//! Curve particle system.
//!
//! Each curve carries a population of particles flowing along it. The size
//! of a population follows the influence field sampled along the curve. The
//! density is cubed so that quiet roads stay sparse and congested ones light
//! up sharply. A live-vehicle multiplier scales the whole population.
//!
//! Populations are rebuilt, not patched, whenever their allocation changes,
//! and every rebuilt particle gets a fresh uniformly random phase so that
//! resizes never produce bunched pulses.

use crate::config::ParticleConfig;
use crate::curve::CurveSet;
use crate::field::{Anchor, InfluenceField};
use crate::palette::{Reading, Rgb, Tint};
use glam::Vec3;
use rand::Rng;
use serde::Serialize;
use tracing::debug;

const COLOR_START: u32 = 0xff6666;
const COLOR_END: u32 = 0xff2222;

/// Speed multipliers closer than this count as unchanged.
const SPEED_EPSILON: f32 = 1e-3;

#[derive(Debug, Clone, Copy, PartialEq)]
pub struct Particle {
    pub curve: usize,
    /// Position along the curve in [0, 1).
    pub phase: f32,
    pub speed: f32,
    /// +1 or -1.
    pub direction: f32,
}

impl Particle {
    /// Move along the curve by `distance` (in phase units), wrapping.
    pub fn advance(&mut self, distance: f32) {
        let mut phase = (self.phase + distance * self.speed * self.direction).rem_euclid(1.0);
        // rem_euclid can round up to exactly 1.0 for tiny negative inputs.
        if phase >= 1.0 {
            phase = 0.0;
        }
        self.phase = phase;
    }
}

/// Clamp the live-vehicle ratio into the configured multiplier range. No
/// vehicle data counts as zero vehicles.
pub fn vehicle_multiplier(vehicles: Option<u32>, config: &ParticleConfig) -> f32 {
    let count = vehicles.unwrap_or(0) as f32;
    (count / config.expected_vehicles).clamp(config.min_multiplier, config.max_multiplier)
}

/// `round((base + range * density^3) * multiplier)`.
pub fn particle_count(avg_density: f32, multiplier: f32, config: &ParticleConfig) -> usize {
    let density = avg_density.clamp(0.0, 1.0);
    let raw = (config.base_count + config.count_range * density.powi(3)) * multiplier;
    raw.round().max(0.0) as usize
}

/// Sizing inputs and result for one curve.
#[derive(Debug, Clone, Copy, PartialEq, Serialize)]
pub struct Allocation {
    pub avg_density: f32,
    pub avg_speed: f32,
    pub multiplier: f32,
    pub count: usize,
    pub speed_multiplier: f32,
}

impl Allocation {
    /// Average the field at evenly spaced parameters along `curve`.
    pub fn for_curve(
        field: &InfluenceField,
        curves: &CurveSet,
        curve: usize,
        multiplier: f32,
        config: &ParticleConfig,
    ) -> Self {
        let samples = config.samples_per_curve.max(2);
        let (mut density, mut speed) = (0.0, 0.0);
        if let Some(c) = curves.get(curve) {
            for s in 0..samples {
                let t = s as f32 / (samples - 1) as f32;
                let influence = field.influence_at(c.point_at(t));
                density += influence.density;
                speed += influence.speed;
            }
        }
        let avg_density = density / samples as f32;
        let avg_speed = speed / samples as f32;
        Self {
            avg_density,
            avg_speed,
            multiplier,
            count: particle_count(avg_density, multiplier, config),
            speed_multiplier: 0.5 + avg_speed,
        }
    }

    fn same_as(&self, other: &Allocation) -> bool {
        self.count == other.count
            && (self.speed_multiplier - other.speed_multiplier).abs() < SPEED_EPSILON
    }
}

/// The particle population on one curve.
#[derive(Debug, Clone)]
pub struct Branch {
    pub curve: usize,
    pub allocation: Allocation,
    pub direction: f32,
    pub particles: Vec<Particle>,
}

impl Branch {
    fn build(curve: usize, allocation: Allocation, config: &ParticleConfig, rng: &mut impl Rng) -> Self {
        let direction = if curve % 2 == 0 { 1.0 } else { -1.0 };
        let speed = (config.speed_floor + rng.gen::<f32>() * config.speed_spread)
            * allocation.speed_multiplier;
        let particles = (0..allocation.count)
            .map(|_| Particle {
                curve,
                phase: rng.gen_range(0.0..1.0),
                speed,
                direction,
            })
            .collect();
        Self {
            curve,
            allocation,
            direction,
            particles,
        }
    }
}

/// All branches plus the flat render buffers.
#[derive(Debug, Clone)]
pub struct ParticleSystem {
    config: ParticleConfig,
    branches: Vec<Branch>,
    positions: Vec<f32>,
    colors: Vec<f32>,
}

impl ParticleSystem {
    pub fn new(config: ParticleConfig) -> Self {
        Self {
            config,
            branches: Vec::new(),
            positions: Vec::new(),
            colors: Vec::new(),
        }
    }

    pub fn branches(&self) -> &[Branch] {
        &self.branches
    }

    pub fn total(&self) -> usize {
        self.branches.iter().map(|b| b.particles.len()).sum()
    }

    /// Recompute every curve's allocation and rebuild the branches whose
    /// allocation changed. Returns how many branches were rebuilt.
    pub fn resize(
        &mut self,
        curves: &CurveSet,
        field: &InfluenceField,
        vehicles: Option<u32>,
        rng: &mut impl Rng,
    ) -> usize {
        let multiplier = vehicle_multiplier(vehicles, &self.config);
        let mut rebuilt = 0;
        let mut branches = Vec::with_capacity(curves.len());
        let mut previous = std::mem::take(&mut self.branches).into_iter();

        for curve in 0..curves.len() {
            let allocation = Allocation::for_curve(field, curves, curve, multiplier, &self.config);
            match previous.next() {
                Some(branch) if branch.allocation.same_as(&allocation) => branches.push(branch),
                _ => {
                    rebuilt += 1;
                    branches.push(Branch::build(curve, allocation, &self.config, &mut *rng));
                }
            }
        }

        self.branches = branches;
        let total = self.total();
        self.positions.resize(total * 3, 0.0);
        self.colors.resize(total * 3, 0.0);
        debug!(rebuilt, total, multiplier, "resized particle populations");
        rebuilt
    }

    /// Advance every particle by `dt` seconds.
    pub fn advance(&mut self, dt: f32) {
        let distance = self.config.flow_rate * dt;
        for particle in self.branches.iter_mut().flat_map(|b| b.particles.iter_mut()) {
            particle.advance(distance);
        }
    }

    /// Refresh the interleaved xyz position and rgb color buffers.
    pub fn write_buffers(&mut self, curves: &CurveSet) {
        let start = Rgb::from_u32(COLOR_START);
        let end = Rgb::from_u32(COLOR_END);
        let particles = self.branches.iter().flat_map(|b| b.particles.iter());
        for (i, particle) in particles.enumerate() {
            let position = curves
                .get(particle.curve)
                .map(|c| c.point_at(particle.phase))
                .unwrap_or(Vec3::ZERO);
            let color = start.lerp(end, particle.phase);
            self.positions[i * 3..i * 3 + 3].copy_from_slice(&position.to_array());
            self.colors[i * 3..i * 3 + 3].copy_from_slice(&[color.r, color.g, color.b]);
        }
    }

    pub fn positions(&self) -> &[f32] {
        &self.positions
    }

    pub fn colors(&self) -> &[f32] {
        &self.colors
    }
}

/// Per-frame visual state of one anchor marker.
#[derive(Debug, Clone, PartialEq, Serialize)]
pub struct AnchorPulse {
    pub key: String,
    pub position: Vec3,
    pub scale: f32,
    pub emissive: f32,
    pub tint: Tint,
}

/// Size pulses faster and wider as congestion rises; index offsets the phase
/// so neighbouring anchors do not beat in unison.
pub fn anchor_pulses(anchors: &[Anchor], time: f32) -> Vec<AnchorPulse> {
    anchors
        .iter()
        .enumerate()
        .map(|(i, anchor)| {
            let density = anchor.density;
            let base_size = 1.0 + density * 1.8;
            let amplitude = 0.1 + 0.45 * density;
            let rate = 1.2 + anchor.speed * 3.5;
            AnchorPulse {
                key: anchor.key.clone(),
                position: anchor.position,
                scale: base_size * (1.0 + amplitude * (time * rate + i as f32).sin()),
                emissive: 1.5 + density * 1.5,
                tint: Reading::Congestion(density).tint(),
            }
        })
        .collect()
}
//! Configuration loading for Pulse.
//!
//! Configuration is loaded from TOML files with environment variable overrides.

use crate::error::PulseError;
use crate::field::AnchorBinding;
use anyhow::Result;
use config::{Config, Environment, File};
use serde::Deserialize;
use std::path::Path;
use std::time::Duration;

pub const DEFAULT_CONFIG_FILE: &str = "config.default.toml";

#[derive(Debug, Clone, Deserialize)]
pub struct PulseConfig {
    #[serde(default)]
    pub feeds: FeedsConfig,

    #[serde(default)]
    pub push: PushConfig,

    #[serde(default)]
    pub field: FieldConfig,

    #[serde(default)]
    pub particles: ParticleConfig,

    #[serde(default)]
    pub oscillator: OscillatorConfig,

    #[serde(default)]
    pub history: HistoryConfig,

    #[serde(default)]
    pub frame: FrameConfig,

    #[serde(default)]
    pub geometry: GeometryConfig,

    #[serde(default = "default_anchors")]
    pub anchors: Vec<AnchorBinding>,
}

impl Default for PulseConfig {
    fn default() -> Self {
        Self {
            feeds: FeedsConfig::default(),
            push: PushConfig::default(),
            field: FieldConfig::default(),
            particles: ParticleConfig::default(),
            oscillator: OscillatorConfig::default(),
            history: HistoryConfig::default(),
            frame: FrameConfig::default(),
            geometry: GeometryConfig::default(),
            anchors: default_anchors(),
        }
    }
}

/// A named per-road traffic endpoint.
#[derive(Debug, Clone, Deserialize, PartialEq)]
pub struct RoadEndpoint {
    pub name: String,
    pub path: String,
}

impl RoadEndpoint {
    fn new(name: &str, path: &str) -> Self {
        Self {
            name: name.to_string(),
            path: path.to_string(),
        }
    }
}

+ + + + +

_Task directions_
Would you print, exactly as written, every line above from the one holding "for curve in" through the one holding "let particles = self.branches.iter().flat_map(|b|", with both included and no other lines?

_Exercise answer_
        for curve in 0..curves.len() {
            let allocation = Allocation::for_curve(field, curves, curve, multiplier, &self.config);
            match previous.next() {
                Some(branch) if branch.allocation.same_as(&allocation) => branches.push(branch),
                _ => {
                    rebuilt += 1;
                    branches.push(Branch::build(curve, allocation, &self.config, &mut *rng));
                }
            }
        }

        self.branches = branches;
        let total = self.total();
        self.positions.resize(total * 3, 0.0);
        self.colors.resize(total * 3, 0.0);
        debug!(rebuilt, total, multiplier, "resized particle populations");
        rebuilt
    }

    /// Advance every particle by `dt` seconds.
    pub fn advance(&mut self, dt: f32) {
        let distance = self.config.flow_rate * dt;
        for particle in self.branches.iter_mut().flat_map(|b| b.particles.iter_mut()) {
            particle.advance(distance);
        }
    }

    /// Refresh the interleaved xyz position and rgb color buffers.
    pub fn write_buffers(&mut self, curves: &CurveSet) {
        let start = Rgb::from_u32(COLOR_START);
        let end = Rgb::from_u32(COLOR_END);
        let particles = self.branches.iter().flat_map(|b| b.particles.iter());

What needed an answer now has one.